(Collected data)

☆ ☆ ☆

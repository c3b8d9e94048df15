//! Diagnostic events.
//!
//! Events are emitted through `tracing` when the `tracing` feature is
//! enabled and compile to nothing otherwise.

/// Emits a `tracing` event at the given level.
///
/// ```ignore
/// trace_event!(debug, generator = "cycle", "source was empty");
/// ```
macro_rules! trace_event {
    ($level:ident, $($argument:tt)+) => {
        #[cfg(feature = "tracing")]
        {
            ::tracing::$level!($($argument)+);
        }
    };
}

pub(crate) use trace_event;
//! Error types for the resumption protocol.
//!
//! Errors are local to the resumption that raised them. They describe caller
//! protocol violations and are never retried: a generator that reported an
//! error keeps reporting it.

/// Represents an attempt to resume a generator that already completed.
///
/// A generator reports completion exactly once. Every later resumption of the
/// same instance yields this error.
///
/// # Examples
///
/// ```rust
/// use resumable::generator::ExhaustedError;
///
/// let error = ExhaustedError {
///     generator_name: "cycle",
///     emitted: 3,
/// };
/// assert_eq!(
///     format!("{}", error),
///     "cycle: resumed after completion (3 values emitted). Create a new generator to iterate again."
/// );
/// ```
#[derive(Debug, Clone, PartialEq, Eq)]
pub struct ExhaustedError {
    /// The name of the generator that was resumed.
    pub generator_name: &'static str,
    /// How many values the generator emitted before completing.
    pub emitted: usize,
}

impl std::fmt::Display for ExhaustedError {
    fn fmt(&self, formatter: &mut std::fmt::Formatter<'_>) -> std::fmt::Result {
        write!(
            formatter,
            "{}: resumed after completion ({} values emitted). Create a new generator to iterate again.",
            self.generator_name, self.emitted
        )
    }
}

impl std::error::Error for ExhaustedError {}

/// Represents errors that can occur when resuming a generator.
///
/// # Examples
///
/// ```rust
/// use resumable::generator::{ExhaustedError, GeneratorError};
///
/// let error = GeneratorError::Exhausted(ExhaustedError {
///     generator_name: "chain",
///     emitted: 0,
/// });
/// assert!(error.is_exhausted());
/// ```
#[derive(Debug, Clone, PartialEq, Eq)]
pub enum GeneratorError {
    /// The generator already signalled completion.
    Exhausted(ExhaustedError),
    /// The generator body panicked during an earlier resumption.
    Poisoned {
        /// The name of the poisoned generator.
        generator_name: &'static str,
    },
}

impl GeneratorError {
    /// Returns `true` for the resume-after-completion violation.
    #[inline]
    pub const fn is_exhausted(&self) -> bool {
        matches!(self, Self::Exhausted(_))
    }
}

impl std::fmt::Display for GeneratorError {
    fn fmt(&self, formatter: &mut std::fmt::Formatter<'_>) -> std::fmt::Result {
        match self {
            Self::Exhausted(error) => write!(formatter, "{error}"),
            Self::Poisoned { generator_name } => write!(
                formatter,
                "{generator_name}: generator has been poisoned by a panic in its body"
            ),
        }
    }
}

impl std::error::Error for GeneratorError {
    fn source(&self) -> Option<&(dyn std::error::Error + 'static)> {
        match self {
            Self::Exhausted(error) => Some(error),
            Self::Poisoned { .. } => None,
        }
    }
}

impl From<ExhaustedError> for GeneratorError {
    fn from(error: ExhaustedError) -> Self {
        Self::Exhausted(error)
    }
}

☆ ☆ ☆

In the entries above, which lines hold the string "emitted"? Report all of them.

TASK OUTPUT ::
//! Events are emitted through `tracing` when the `tracing` feature is
///     emitted: 3,
///     "cycle: resumed after completion (3 values emitted). Create a new generator to iterate again."
    /// How many values the generator emitted before completing.
    pub emitted: usize,
            "{}: resumed after completion ({} values emitted). Create a new generator to iterate again.",
            self.generator_name, self.emitted
///     emitted: 0,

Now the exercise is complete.